Any Rails developer can tell you that ActiveRecord is a key component of Rails. It's one of the libraries you'll interact with most frequently, if not the most. It's the ORM for interacting with your database. Basic usage looks something like this:
published_posts = Post.where(published: true)
which executes a query like
SELECT * from posts WHERE published = true
which will return a subclass of ActiveRecord::Relation, which you can more or less operate on with standard enumerable methods (using each
, for example). Behind the scenes, ActiveRecord builds an Abstract Syntax Tree (AST) using Arel to represent the query. Basically an AST will haves nodes like AndNode, OrNode, InnerJoin, Equality nodes arranged in a structure that is then visited when constructing the SQL.
What really matters to us about Arel is why we'd want to use it and how.
You can use arel inside ActiveRecord queries:
Post.where(Post.arel_table[:updated_at].gteq(date))
There are a few things that make Arel useful:
There's a lot of utility in nesting queries at different levels which would be difficult or impossible with just ActiveRecord (do this ad infinitum):
table = Post.arel_table
Post.where(table[:published].eq(true).and(
table[:updated_at].gt(table[:created_at).or(
table[:user_id].eq(1)))
))
And it becomes easier to do queries with joins while saving parts of a query for later reuse, and queries on multiple tables:
records = Record.arel_table[:validated].eq(true)
status = User.arel_table[:status].in([1,2,3])
reports = Report.arel_table[:completed].eq(true)
Report.joins(:users, :records).where(records.and(status).and(reports))
Using arel is generally preferable to writing clauses with strings. It's more flexible than using hash-type where clauses.

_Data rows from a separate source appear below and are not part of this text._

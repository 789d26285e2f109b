//! Budget operations

use rusqlite::{params, OptionalExtension, Row};
use tracing::info;

use super::{parse_datetime, Database};
use crate::error::{Error, Result};
use crate::models::{Budget, BudgetUpsert};

const BUDGET_COLUMNS: &str = "id, owner_id, category, amount, month, year, created_at, updated_at";

fn row_to_budget(row: &Row<'_>) -> rusqlite::Result<Budget> {
    let created_at: String = row.get(6)?;
    let updated_at: String = row.get(7)?;
    Ok(Budget {
        id: row.get(0)?,
        owner_id: row.get(1)?,
        category: row.get(2)?,
        amount: row.get(3)?,
        month: row.get(4)?,
        year: row.get(5)?,
        created_at: parse_datetime(&created_at),
        updated_at: parse_datetime(&updated_at),
    })
}

impl Database {
    /// Set the budget for a (category, month, year) key.
    ///
    /// A second call for the same key replaces the amount instead of adding
    /// a row; the result says which happened.
    pub fn upsert_budget(
        &self,
        owner_id: i64,
        category: &str,
        amount: f64,
        month: u32,
        year: i32,
    ) -> Result<BudgetUpsert> {
        let category = category.trim();
        if category.is_empty() {
            return Err(Error::InvalidData("Category is required".into()));
        }
        if !amount.is_finite() || amount <= 0.0 {
            return Err(Error::InvalidData(
                "Budget amount must be greater than 0".into(),
            ));
        }
        if !(1..=12).contains(&month) {
            return Err(Error::InvalidData(format!("Invalid month: {}", month)));
        }

        let existed = self.get_budget(owner_id, category, month, year)?.is_some();

        let conn = self.conn()?;
        conn.execute(
            r#"
            INSERT INTO budgets (owner_id, category, amount, month, year)
            VALUES (?, ?, ?, ?, ?)
            ON CONFLICT(owner_id, category, month, year)
            DO UPDATE SET amount = excluded.amount, updated_at = CURRENT_TIMESTAMP
            "#,
            params![owner_id, category, amount, month, year],
        )?;

        let budget = self
            .get_budget(owner_id, category, month, year)?
            .ok_or_else(|| Error::NotFound(format!("Budget for {}", category)))?;

        info!(owner_id, category, amount, month, year, existed, "Budget set");

        Ok(if existed {
            BudgetUpsert::Updated(budget)
        } else {
            BudgetUpsert::Created(budget)
        })
    }

    /// Get the budget for an exact key
    pub fn get_budget(
        &self,
        owner_id: i64,
        category: &str,
        month: u32,
        year: i32,
    ) -> Result<Option<Budget>> {
        let conn = self.conn()?;
        let budget = conn
            .query_row(
                &format!(
                    "SELECT {} FROM budgets WHERE owner_id = ? AND category = ? AND month = ? AND year = ?",
                    BUDGET_COLUMNS
                ),
                params![owner_id, category, month, year],
                row_to_budget,
            )
            .optional()?;
        Ok(budget)
    }

    /// All budgets an owner set for one month, by category
    pub fn list_budgets(&self, owner_id: i64, month: u32, year: i32) -> Result<Vec<Budget>> {
        let conn = self.conn()?;
        let mut stmt = conn.prepare(&format!(
            "SELECT {} FROM budgets WHERE owner_id = ? AND month = ? AND year = ? ORDER BY category",
            BUDGET_COLUMNS
        ))?;

        let budgets = stmt
            .query_map(params![owner_id, month, year], row_to_budget)?
            .collect::<std::result::Result<Vec<_>, _>>()?;

        Ok(budgets)
    }

    /// Delete an owned budget
    pub fn delete_budget(&self, owner_id: i64, id: i64) -> Result<()> {
        let conn = self.conn()?;
        let owner: Option<i64> = conn
            .query_row(
                "SELECT owner_id FROM budgets WHERE id = ?",
                params![id],
                |row| row.get(0),
            )
            .optional()?;

        match owner {
            None => Err(Error::NotFound(format!("Budget {} not found", id))),
            Some(o) if o != owner_id => Err(Error::Forbidden(format!(
                "Budget {} belongs to another user",
                id
            ))),
            Some(_) => {
                conn.execute("DELETE FROM budgets WHERE id = ?", params![id])?;
                Ok(())
            }
        }
    }
}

A bit about composability: you might have a filtering system where non-technical users can define the queries (filter on this or that). You want them to be able to use any combination available. So you starts at some table (lets say User) and you want to find their Posts. But you could have started anywhere, so the filter has to do a join and add to the query, without knowing the root table.
class PostFilter
def joins(model)
model.path_to(Post)
end
def where
Post.arel_table[:published].eq(true)
end
end
You'll have another class that glues these filters together (calling joins and where on each of them). The method path_to has to be defined for each model that's usable with this filter - you can have a checker method that checks if it's defined for that model and filter, and if not, disallow its use.
One last bit that might be useful is defining implementation_specific, reusable methods that aren't on ActiveRecord:
# defining a coalesce method and using it to select a field
def coalesce(args)
Arel::Nodes::NamedFunction.new(
'COALESCE',
args
)
end
User.joins(:settings).select(coalesce([
User.arel_table[:status],
Setting.arel_table[:active],
0]).as('active_status')
)
Note that these selects are really useful for grabbing the data you want, especially when you have a lot of fields that may override others.
Arel gives you power and flexibility while keeping you from having to write many string-based queries that are less maintainable. I hope I've given you a few ideas that may help you going forward.